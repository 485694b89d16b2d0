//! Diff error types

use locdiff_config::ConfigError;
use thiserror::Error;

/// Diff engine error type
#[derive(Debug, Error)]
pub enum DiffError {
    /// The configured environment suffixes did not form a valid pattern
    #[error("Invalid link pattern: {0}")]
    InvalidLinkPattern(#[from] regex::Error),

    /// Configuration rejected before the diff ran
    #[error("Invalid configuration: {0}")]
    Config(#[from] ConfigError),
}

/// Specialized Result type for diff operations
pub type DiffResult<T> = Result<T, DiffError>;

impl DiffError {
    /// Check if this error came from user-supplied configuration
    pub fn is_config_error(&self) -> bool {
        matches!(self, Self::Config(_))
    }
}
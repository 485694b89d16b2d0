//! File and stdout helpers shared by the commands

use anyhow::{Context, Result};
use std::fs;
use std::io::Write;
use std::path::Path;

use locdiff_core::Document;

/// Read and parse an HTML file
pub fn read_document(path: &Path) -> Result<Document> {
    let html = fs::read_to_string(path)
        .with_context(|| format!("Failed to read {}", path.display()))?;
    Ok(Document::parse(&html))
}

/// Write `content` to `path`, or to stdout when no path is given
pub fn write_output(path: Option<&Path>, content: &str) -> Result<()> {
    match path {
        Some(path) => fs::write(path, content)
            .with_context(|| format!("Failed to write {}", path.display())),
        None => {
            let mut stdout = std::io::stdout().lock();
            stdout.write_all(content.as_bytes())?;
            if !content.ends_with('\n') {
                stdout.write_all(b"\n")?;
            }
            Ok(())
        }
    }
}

____

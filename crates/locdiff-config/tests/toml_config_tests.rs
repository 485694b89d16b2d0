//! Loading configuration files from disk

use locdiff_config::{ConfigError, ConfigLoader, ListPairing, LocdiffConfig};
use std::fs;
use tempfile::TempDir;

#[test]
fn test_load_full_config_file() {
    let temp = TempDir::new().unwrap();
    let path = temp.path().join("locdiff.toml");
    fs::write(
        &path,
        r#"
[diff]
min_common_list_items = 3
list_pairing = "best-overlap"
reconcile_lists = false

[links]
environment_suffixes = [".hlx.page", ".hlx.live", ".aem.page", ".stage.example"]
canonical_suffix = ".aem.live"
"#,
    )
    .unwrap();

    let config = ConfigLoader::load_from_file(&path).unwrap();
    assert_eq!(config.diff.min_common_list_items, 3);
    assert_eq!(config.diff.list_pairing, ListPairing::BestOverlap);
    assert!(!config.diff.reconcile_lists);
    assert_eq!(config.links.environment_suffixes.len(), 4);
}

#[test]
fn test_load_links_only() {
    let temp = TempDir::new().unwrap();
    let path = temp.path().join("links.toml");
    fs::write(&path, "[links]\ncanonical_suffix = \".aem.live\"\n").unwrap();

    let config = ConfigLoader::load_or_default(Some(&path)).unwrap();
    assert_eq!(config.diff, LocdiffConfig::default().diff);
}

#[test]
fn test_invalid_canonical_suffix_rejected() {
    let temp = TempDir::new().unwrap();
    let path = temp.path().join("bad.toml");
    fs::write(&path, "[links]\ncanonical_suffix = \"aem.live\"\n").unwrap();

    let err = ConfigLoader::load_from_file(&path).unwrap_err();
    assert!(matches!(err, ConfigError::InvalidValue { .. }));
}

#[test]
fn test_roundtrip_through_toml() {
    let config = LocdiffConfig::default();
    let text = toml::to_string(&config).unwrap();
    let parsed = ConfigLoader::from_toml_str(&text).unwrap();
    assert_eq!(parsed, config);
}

____

*Activity*
Give the exact lines, and only those, from the line containing "pub fn write_output(path: Option<&Path>, content: &str)" through the line containing "stdout.write_all(content.as_bytes())?;" in the entries above.

*Solved exercise*
pub fn write_output(path: Option<&Path>, content: &str) -> Result<()> {
    match path {
        Some(path) => fs::write(path, content)
            .with_context(|| format!("Failed to write {}", path.display())),
        None => {
            let mut stdout = std::io::stdout().lock();
            stdout.write_all(content.as_bytes())?;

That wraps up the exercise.